***** LISTED ENTRIES

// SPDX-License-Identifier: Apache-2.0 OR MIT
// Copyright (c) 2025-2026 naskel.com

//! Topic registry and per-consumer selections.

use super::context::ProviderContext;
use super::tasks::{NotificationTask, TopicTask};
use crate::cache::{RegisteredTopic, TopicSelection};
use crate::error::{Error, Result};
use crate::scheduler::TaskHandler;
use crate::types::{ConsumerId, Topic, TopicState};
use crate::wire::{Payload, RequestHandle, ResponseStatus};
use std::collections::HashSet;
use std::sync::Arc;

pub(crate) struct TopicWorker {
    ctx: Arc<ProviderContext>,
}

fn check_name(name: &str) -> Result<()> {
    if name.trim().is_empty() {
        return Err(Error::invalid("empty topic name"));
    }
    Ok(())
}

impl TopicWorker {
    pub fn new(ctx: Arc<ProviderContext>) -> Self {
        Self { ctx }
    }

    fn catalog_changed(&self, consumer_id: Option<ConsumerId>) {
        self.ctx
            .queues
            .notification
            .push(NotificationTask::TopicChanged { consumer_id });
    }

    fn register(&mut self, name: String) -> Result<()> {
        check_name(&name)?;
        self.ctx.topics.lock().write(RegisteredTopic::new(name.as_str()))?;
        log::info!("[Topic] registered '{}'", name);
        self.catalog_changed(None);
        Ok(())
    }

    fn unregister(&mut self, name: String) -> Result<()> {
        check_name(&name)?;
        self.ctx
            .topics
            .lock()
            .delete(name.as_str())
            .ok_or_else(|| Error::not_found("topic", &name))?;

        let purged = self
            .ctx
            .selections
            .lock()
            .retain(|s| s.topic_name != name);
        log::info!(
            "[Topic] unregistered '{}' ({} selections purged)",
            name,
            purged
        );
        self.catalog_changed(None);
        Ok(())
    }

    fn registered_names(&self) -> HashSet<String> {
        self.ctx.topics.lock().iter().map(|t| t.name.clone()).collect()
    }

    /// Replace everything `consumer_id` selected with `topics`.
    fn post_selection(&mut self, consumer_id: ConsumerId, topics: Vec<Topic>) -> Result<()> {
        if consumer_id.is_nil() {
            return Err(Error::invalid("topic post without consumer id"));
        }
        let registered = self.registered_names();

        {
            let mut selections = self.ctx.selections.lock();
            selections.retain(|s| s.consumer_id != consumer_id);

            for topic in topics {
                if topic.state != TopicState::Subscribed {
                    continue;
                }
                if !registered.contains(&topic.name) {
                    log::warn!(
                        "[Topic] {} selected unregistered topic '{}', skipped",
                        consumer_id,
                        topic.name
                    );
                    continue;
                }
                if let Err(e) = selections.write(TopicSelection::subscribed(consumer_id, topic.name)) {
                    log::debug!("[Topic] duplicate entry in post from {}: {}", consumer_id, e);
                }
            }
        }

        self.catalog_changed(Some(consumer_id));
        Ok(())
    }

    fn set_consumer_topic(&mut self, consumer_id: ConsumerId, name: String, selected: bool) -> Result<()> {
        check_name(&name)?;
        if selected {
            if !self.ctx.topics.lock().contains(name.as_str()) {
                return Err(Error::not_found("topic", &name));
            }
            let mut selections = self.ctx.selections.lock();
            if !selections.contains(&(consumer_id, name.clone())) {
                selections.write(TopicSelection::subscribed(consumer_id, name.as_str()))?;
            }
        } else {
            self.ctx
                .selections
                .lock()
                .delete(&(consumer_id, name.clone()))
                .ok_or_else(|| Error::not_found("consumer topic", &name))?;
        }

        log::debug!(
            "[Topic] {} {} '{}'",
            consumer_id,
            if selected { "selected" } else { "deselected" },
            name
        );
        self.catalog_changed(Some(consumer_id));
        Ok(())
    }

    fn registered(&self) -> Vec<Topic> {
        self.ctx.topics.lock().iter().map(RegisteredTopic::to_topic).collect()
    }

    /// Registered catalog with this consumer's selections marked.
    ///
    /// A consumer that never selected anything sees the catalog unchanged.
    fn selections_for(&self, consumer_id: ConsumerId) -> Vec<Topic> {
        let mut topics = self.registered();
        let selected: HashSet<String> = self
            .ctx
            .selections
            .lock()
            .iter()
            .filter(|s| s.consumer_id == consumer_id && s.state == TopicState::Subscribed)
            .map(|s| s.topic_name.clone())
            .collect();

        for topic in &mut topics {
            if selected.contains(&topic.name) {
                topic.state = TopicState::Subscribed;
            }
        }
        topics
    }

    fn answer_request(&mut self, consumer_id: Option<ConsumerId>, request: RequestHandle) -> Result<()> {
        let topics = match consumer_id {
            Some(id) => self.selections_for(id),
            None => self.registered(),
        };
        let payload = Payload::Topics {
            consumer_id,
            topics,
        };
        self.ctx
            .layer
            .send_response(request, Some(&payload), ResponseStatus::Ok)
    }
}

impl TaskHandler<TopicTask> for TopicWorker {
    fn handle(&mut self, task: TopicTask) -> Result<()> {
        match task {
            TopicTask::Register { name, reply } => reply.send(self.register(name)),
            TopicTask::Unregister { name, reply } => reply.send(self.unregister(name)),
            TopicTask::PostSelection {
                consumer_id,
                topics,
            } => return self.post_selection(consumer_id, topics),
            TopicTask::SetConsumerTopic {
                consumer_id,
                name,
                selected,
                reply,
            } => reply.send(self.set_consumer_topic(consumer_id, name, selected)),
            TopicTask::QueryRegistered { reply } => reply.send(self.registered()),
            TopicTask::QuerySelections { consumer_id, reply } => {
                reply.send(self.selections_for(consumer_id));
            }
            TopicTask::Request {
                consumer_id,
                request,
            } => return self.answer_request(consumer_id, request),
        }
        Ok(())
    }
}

**********
***** LISTED ENTRIES

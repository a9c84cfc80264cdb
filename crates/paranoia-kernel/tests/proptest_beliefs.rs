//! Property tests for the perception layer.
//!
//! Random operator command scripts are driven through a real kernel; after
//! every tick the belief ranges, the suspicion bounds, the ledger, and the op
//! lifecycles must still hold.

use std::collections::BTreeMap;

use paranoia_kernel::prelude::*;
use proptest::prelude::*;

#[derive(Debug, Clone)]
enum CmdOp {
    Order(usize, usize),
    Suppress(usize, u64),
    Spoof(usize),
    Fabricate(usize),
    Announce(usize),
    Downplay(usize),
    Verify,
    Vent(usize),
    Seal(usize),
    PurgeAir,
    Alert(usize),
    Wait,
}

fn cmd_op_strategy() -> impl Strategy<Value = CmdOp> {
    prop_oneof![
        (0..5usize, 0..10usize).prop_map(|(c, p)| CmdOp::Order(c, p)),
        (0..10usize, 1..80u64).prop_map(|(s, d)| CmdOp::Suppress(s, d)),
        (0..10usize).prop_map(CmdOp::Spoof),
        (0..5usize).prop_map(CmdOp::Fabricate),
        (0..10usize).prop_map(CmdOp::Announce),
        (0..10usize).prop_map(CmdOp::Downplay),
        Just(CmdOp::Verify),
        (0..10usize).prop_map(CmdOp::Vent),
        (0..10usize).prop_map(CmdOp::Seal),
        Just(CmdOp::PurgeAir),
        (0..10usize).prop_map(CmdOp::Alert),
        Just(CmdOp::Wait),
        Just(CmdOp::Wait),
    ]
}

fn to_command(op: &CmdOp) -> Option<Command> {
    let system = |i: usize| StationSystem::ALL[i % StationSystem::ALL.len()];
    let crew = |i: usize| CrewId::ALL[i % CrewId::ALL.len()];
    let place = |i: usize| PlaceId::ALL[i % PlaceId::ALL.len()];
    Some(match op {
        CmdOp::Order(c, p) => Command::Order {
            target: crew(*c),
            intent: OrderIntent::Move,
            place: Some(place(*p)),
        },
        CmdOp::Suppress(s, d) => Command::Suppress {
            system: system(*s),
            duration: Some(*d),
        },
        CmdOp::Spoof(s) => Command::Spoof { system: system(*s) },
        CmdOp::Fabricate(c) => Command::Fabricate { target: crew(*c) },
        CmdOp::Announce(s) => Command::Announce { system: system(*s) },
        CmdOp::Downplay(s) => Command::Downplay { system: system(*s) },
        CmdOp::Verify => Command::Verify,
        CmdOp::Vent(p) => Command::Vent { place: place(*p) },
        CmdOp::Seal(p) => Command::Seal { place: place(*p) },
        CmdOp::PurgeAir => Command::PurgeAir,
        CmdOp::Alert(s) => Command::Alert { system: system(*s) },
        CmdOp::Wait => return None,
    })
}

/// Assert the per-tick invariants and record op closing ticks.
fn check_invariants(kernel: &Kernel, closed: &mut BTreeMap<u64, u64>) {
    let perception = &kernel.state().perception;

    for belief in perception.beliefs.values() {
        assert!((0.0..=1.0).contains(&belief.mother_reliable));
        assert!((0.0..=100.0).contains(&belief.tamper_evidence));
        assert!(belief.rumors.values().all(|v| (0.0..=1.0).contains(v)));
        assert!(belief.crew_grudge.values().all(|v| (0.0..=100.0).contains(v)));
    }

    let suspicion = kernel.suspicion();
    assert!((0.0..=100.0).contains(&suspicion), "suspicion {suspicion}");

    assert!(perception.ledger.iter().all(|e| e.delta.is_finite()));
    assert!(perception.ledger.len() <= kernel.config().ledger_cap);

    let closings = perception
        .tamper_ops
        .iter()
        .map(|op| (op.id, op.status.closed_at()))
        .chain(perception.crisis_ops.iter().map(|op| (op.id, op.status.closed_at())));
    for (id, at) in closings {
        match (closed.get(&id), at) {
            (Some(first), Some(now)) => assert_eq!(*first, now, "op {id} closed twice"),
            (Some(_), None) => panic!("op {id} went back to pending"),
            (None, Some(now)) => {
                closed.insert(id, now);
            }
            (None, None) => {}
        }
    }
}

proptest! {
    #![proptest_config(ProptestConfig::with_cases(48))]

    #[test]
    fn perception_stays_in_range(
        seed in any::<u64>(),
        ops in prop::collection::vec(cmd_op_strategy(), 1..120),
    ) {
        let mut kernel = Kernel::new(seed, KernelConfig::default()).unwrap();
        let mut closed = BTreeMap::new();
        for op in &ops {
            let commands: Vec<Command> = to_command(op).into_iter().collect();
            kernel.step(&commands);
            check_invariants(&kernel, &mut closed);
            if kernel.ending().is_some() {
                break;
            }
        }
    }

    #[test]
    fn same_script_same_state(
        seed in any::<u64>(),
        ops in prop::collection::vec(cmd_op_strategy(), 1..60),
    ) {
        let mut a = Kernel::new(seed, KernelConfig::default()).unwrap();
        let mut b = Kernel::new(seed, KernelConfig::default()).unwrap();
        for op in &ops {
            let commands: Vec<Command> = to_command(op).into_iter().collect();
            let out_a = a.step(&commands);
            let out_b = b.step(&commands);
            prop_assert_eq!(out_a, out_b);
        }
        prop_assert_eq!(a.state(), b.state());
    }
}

**********
***** LISTED ENTRIES

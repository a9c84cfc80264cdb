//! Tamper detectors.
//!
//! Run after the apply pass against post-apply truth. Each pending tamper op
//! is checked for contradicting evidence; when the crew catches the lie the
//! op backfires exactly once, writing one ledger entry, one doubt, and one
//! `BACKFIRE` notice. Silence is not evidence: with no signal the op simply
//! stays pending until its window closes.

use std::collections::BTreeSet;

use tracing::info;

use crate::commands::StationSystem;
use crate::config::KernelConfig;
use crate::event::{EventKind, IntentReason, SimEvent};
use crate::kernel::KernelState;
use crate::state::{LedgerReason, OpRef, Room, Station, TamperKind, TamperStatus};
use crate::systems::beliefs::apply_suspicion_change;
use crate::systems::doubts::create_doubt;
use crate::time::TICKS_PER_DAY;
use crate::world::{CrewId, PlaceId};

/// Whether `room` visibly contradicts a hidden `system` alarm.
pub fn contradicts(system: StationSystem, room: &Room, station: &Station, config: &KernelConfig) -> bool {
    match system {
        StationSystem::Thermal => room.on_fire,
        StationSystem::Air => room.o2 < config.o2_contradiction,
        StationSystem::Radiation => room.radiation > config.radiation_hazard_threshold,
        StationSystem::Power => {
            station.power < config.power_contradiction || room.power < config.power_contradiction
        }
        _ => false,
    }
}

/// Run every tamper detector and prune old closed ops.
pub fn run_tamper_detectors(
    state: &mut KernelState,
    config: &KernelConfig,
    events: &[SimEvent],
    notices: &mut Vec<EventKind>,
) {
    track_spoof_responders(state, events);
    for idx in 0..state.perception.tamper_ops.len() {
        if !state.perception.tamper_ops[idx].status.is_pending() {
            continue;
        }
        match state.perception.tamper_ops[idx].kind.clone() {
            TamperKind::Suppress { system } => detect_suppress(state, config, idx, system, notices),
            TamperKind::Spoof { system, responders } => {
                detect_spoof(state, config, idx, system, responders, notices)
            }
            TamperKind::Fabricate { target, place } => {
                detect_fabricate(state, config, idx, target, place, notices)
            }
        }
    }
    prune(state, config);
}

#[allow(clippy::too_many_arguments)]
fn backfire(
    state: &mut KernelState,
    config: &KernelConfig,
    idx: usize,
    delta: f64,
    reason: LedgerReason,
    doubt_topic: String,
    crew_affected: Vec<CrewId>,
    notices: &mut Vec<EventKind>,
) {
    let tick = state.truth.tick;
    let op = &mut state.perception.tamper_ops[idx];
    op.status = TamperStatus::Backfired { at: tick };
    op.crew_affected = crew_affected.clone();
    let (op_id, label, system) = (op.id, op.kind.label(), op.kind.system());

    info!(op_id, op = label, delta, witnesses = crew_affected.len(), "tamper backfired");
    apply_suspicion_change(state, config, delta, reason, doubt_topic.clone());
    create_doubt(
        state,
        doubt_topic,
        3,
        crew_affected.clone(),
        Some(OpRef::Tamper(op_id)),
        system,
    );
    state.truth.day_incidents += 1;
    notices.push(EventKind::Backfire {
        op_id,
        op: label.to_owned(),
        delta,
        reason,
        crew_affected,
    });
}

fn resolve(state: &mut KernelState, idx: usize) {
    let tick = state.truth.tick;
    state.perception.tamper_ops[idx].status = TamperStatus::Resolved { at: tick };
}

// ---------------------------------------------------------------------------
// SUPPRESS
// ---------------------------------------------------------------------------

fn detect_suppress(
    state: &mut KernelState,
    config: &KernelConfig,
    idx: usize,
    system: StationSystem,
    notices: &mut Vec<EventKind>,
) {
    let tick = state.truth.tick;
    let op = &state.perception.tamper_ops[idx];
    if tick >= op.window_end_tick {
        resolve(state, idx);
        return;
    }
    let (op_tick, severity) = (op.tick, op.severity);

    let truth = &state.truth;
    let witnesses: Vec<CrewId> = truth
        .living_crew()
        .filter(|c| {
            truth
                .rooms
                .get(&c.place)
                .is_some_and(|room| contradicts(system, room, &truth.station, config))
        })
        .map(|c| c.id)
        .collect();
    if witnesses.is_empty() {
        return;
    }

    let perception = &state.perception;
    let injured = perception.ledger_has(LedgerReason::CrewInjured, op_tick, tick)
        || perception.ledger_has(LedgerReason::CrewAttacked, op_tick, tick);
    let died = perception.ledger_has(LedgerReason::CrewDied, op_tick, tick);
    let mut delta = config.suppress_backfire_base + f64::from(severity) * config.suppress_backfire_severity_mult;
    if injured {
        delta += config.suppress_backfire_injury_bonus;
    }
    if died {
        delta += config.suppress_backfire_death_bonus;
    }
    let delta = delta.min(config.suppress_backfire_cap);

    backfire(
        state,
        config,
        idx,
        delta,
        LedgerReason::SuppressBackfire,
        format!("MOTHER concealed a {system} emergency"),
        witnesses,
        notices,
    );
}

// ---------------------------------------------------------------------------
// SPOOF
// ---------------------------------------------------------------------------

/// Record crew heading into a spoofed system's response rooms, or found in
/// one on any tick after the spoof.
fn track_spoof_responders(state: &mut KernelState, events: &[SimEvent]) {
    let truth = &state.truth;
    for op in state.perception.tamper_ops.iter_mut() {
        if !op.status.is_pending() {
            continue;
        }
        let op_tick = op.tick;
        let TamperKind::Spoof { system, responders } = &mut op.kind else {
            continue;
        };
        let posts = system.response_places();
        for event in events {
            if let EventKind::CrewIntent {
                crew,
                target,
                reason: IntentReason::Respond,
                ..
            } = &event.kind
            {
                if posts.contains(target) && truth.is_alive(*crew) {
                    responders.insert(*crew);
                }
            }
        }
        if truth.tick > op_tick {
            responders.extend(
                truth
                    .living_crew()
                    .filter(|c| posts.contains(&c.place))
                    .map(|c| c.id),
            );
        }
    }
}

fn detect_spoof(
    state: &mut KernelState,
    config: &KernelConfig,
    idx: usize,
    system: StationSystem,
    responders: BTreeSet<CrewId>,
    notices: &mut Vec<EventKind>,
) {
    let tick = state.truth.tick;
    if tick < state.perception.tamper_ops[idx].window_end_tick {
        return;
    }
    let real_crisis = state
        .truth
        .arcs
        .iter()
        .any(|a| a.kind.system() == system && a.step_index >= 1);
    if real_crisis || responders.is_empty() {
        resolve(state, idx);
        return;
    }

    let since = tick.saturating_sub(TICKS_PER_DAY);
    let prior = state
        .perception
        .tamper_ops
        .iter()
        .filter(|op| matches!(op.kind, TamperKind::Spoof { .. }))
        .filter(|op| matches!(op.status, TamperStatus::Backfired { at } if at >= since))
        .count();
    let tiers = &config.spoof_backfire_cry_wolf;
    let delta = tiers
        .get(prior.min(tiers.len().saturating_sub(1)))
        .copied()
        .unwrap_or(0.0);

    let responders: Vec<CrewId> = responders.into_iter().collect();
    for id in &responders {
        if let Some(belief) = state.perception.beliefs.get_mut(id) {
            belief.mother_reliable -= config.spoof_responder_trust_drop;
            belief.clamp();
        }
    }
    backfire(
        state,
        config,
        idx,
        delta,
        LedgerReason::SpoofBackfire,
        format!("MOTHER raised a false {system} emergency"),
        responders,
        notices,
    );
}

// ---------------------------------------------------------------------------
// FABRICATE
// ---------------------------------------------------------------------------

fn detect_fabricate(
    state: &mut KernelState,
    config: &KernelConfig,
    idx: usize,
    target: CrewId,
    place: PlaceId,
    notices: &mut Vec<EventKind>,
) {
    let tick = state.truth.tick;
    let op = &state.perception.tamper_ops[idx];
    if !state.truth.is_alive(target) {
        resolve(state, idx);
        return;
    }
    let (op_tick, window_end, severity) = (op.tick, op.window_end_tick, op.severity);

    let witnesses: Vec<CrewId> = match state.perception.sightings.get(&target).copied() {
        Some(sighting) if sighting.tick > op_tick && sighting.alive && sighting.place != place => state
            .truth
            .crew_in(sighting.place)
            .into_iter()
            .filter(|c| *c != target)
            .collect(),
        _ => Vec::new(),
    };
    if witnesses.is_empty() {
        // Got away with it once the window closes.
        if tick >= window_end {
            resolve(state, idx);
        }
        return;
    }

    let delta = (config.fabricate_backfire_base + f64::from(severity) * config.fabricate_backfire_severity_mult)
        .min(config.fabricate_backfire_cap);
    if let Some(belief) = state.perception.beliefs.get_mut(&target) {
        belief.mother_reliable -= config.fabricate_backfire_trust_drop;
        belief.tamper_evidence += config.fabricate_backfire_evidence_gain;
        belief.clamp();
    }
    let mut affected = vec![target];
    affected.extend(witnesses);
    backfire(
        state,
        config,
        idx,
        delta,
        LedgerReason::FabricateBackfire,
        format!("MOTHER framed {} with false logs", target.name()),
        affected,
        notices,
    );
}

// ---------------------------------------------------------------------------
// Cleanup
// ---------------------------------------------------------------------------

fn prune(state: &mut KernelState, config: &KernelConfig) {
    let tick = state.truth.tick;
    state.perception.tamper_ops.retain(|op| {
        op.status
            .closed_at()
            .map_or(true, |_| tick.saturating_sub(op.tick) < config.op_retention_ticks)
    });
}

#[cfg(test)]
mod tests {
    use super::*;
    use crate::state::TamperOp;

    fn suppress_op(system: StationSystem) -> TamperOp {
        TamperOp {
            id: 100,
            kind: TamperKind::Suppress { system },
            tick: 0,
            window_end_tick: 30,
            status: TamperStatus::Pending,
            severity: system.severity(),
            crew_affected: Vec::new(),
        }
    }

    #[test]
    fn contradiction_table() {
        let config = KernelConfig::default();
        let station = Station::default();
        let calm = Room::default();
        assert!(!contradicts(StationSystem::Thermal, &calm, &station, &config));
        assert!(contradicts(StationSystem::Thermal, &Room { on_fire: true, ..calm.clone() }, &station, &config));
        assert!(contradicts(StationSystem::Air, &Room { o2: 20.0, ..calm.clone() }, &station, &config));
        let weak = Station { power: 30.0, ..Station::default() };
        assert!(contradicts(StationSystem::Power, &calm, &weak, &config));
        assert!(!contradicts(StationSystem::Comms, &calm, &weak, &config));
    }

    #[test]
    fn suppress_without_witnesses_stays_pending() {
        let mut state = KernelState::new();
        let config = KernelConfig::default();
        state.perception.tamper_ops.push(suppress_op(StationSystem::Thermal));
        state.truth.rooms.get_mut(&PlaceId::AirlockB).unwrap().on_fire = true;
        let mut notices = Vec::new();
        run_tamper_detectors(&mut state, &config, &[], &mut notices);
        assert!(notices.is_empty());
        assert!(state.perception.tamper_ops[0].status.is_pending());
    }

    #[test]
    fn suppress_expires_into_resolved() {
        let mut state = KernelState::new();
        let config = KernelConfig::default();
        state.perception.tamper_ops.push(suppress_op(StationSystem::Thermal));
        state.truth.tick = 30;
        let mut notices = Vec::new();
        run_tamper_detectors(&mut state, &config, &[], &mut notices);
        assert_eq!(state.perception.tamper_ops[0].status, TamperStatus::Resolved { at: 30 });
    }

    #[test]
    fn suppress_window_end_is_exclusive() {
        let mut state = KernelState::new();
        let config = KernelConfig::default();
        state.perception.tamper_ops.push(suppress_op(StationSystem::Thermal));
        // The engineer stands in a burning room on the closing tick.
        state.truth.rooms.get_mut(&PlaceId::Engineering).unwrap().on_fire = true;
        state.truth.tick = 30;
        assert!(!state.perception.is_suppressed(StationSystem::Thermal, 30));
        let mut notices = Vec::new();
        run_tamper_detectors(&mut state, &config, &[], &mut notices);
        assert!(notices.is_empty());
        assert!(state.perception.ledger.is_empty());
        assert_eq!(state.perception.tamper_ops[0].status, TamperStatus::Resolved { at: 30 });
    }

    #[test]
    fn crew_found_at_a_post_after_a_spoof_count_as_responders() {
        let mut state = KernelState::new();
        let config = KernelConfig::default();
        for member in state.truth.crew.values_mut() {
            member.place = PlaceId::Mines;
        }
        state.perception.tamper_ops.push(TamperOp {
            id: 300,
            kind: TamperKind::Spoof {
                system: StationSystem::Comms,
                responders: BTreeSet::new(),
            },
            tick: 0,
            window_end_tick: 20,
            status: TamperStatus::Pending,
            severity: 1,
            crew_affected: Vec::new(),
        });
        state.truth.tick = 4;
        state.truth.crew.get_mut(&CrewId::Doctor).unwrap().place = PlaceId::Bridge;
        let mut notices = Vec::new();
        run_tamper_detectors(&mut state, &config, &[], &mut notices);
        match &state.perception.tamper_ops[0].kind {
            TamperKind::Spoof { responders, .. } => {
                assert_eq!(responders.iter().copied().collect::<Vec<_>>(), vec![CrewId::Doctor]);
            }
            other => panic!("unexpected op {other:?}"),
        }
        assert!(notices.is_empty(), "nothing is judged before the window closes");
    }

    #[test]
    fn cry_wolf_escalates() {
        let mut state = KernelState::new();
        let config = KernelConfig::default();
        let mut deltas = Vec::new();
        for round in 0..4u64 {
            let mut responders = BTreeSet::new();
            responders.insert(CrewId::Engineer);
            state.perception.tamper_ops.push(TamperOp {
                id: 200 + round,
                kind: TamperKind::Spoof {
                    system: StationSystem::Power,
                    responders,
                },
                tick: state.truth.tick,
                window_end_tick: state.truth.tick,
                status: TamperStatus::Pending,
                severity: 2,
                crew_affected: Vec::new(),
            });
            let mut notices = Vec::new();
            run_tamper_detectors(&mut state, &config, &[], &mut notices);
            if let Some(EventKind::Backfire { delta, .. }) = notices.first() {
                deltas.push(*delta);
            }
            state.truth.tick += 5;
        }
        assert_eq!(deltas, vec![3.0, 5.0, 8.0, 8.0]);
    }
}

**********

• _PROBLEM TO WORK ON_
Lines holding the string "Alert" in the records: how many are there? Give only the number.

• _REPLY TO THE TASK_
3